The von Neumann architecture for storedprogram computers, with its single or unified memory, sometimes referred to as the Princeton architecture, emerged in 1945 (von Neumann 1945; von Neumann et al. 1947) and went virtually unchallenged for decades. It dominated the alternative Harvard architecture with separate program and data memories (Aiken and Hopper 1946) from the outset as the more efficient and versatile way of implementing digital computers.

As the workload for general-purpose computers began to change, adjustments in, and alternatives to, von Neumann architecture were proposed. Examples include de-emphasizing arithmetic operations in favor of data movement primitives, as seen in input/output and stream processors (Rixner 2001); introducing hardware aids for frequently used operations, as in graphic processing units or GPUs (Owens et al. 2008; Singer 2013); and adding special instructions for improved performance on multimedia workloads (Lee 1995; Yoon et al. 2001). Recently, data-intensive applications necessitated another reassessment of the match between prevalent architectures and application requirements. The performance penalty of data having to be brought into the processor and sent back to memory through relatively narrow transfer channels was variously dubbed the "von Neumann bottleneck" (Markgraf 2007) and the "memory wall" (McKee 2004; Wulf and McKee 1995). Memory data transfer rates are measured in GB/s in modern machines, whereas the processing rates can be three or more decimal orders of magnitude higher.
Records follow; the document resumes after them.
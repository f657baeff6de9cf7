use crate::cursor::Cursor;
use crate::error::{ParseError, ParseResult};
use crate::parser::Parser;

/// Parser that consumes and returns a single character
pub struct CharParser;

impl<'code> Parser<'code> for CharParser {
    type Output = char;

    fn parse(&self, cursor: &mut Cursor<'code>) -> ParseResult<'code, Self::Output> {
        let ch = cursor.peek().ok_or(ParseError::EmptyInput)?;
        cursor.advance(ch.len_utf8());
        Ok(ch)
    }
}

/// Convenience function to create a CharParser
pub fn char() -> CharParser {
    CharParser
}
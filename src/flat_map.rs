use crate::cursor::Cursor;
use crate::error::ParseResult;
use crate::parser::Parser;

/// Parser combinator whose second stage is chosen by the first stage's value
///
/// Both stages form one unit. If the second stage fails, the cursor goes back
/// to where it was before the first stage ran.
pub struct FlatMap<P, F> {
    parser: P,
    binder: F,
}

impl<P, F> FlatMap<P, F> {
    pub fn new(parser: P, binder: F) -> Self {
        FlatMap { parser, binder }
    }
}

impl<'code, P, F, Q> Parser<'code> for FlatMap<P, F>
where
    P: Parser<'code>,
    F: Fn(P::Output) -> Q,
    Q: Parser<'code>,
{
    type Output = Q::Output;

    fn parse(&self, cursor: &mut Cursor<'code>) -> ParseResult<'code, Self::Output> {
        let start = *cursor;
        let value = self.parser.parse(cursor)?;
        let next = (self.binder)(value);
        next.parse(cursor).inspect_err(|err| {
            log::trace!("flat_map: second stage failed, rolling back: {}", err);
            *cursor = start;
        })
    }
}

/// Convenience function to create a FlatMap parser
pub fn flat_map<'code, P, F, Q>(parser: P, binder: F) -> FlatMap<P, F>
where
    P: Parser<'code>,
    F: Fn(P::Output) -> Q,
    Q: Parser<'code>,
{
    FlatMap::new(parser, binder)
}

/// Extension trait to add .flat_map() method support for parsers
pub trait FlatMapExt<'code>: Parser<'code> + Sized {
    fn flat_map<F, Q>(self, binder: F) -> FlatMap<Self, F>
    where
        F: Fn(Self::Output) -> Q,
        Q: Parser<'code>,
    {
        FlatMap::new(self, binder)
    }
}

/// Implement FlatMapExt for all parsers
impl<'code, P> FlatMapExt<'code> for P where P: Parser<'code> {}
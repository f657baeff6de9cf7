use crate::cursor::Cursor;
use crate::error::{ParseError, ParseResult};
use crate::parser::Parser;
use std::borrow::Cow;

/// Parser that consumes an exact string and yields nothing
pub struct RemovingLiteral {
    expected: Cow<'static, str>,
}

impl RemovingLiteral {
    pub fn new(expected: impl Into<Cow<'static, str>>) -> Self {
        Self {
            expected: expected.into(),
        }
    }
}

impl<'code> Parser<'code> for RemovingLiteral {
    type Output = ();

    fn parse(&self, cursor: &mut Cursor<'code>) -> ParseResult<'code, Self::Output> {
        let remaining = cursor.remaining();
        if !remaining.starts_with(self.expected.as_ref()) {
            return Err(ParseError::LiteralNotFound {
                expected: self.expected.clone(),
                remaining,
            });
        }

        cursor.advance(self.expected.len());
        Ok(())
    }
}

/// Convenience function to create a RemovingLiteral parser
pub fn removing_literal(expected: impl Into<Cow<'static, str>>) -> RemovingLiteral {
    RemovingLiteral::new(expected)
}
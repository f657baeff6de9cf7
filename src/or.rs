use crate::cursor::Cursor;
use crate::error::{ParseError, ParseResult};
use crate::parser::Parser;

/// Parser combinator that tries the first parser, and if it fails, tries the second parser
///
/// Both parsers start from the same cursor. If both fail the result is
/// [`ParseError::UnexpectedEnd`] holding both failures.
pub struct Or<P1, P2> {
    parser1: P1,
    parser2: P2,
}

impl<P1, P2> Or<P1, P2> {
    pub fn new(parser1: P1, parser2: P2) -> Self {
        Or { parser1, parser2 }
    }
}

impl<'code, P1, P2, O> Parser<'code> for Or<P1, P2>
where
    P1: Parser<'code, Output = O>,
    P2: Parser<'code, Output = O>,
{
    type Output = O;

    fn parse(&self, cursor: &mut Cursor<'code>) -> ParseResult<'code, Self::Output> {
        let start = *cursor;
        let first = match self.parser1.parse(cursor) {
            Ok(value) => return Ok(value),
            Err(err) => err,
        };
        log::trace!("or: first alternative failed: {}", first);

        *cursor = start;
        match self.parser2.parse(cursor) {
            Ok(value) => Ok(value),
            Err(second) => {
                *cursor = start;
                Err(exhausted(start, vec![first, second]))
            }
        }
    }
}

/// Ordered choice over any number of parsers of the same type
///
/// Usually built over [`BoxedParser`](crate::BoxedParser)s so that
/// alternatives of different concrete types can share one list.
pub struct Choice<P> {
    alternatives: Vec<P>,
}

impl<P> Choice<P> {
    /// The list is never empty: `first` is always tried
    pub fn new(first: P, rest: impl IntoIterator<Item = P>) -> Self {
        let mut alternatives = vec![first];
        alternatives.extend(rest);
        Choice { alternatives }
    }
}

impl<'code, P> Parser<'code> for Choice<P>
where
    P: Parser<'code>,
{
    type Output = P::Output;

    fn parse(&self, cursor: &mut Cursor<'code>) -> ParseResult<'code, Self::Output> {
        let start = *cursor;
        let mut attempts = Vec::with_capacity(self.alternatives.len());

        for (index, alternative) in self.alternatives.iter().enumerate() {
            *cursor = start;
            match alternative.parse(cursor) {
                Ok(value) => return Ok(value),
                Err(err) => {
                    log::trace!("choice: alternative {} failed: {}", index, err);
                    attempts.push(err);
                }
            }
        }

        *cursor = start;
        Err(exhausted(start, attempts))
    }
}

/// Build the error for a choice whose alternatives all failed
///
/// A nested choice that failed at the same position is spliced in, so
/// `a.or(b).or(c)` reports three attempts rather than two.
fn exhausted<'code>(start: Cursor<'code>, attempts: Vec<ParseError<'code>>) -> ParseError<'code> {
    let remaining = start.remaining();
    let mut flat = Vec::with_capacity(attempts.len());

    for attempt in attempts {
        match attempt {
            ParseError::UnexpectedEnd {
                remaining: nested,
                attempts: inner,
            } if nested.len() == remaining.len() => flat.extend(inner),
            other => flat.push(other),
        }
    }

    ParseError::UnexpectedEnd {
        remaining,
        attempts: flat,
    }
}

/// Convenience function to create an Or parser
pub fn or<'code, P1, P2, O>(parser1: P1, parser2: P2) -> Or<P1, P2>
where
    P1: Parser<'code, Output = O>,
    P2: Parser<'code, Output = O>,
{
    Or::new(parser1, parser2)
}

/// Convenience function to create a Choice parser
pub fn choice<'code, P>(first: P, rest: impl IntoIterator<Item = P>) -> Choice<P>
where
    P: Parser<'code>,
{
    Choice::new(first, rest)
}

/// Extension trait to add .or() and .or_any() method support for parsers
pub trait OrExt<'code>: Parser<'code> + Sized {
    fn or<P>(self, other: P) -> Or<Self, P>
    where
        P: Parser<'code, Output = Self::Output>,
    {
        Or::new(self, other)
    }

    /// Try `self`, then each of `others` in order
    fn or_any<I>(self, others: I) -> Choice<Self>
    where
        I: IntoIterator<Item = Self>,
    {
        Choice::new(self, others)
    }
}

/// Implement OrExt for all parsers
impl<'code, P> OrExt<'code> for P where P: Parser<'code> {}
The term "non-von" (Shaw 1982) was coined to characterize a large category of machines that relaxed one or more of the defining features of the von Neumann architecture, so as to alleviate some of the perceived problems. Use of cache memories (Smith 1982), often in multiple levels, eased the von Neumann bottleneck for a while, but the bottleneck reemerged, as the higher cache data transfer bandwidth became inadequate and applications that lacked or had relatively limited locality of reference emerged. Memory interleaving and memory-access pipelining, pioneered by IBM (Smotherman 2010) and later used extensively in Cray supercomputers, was the next logical step.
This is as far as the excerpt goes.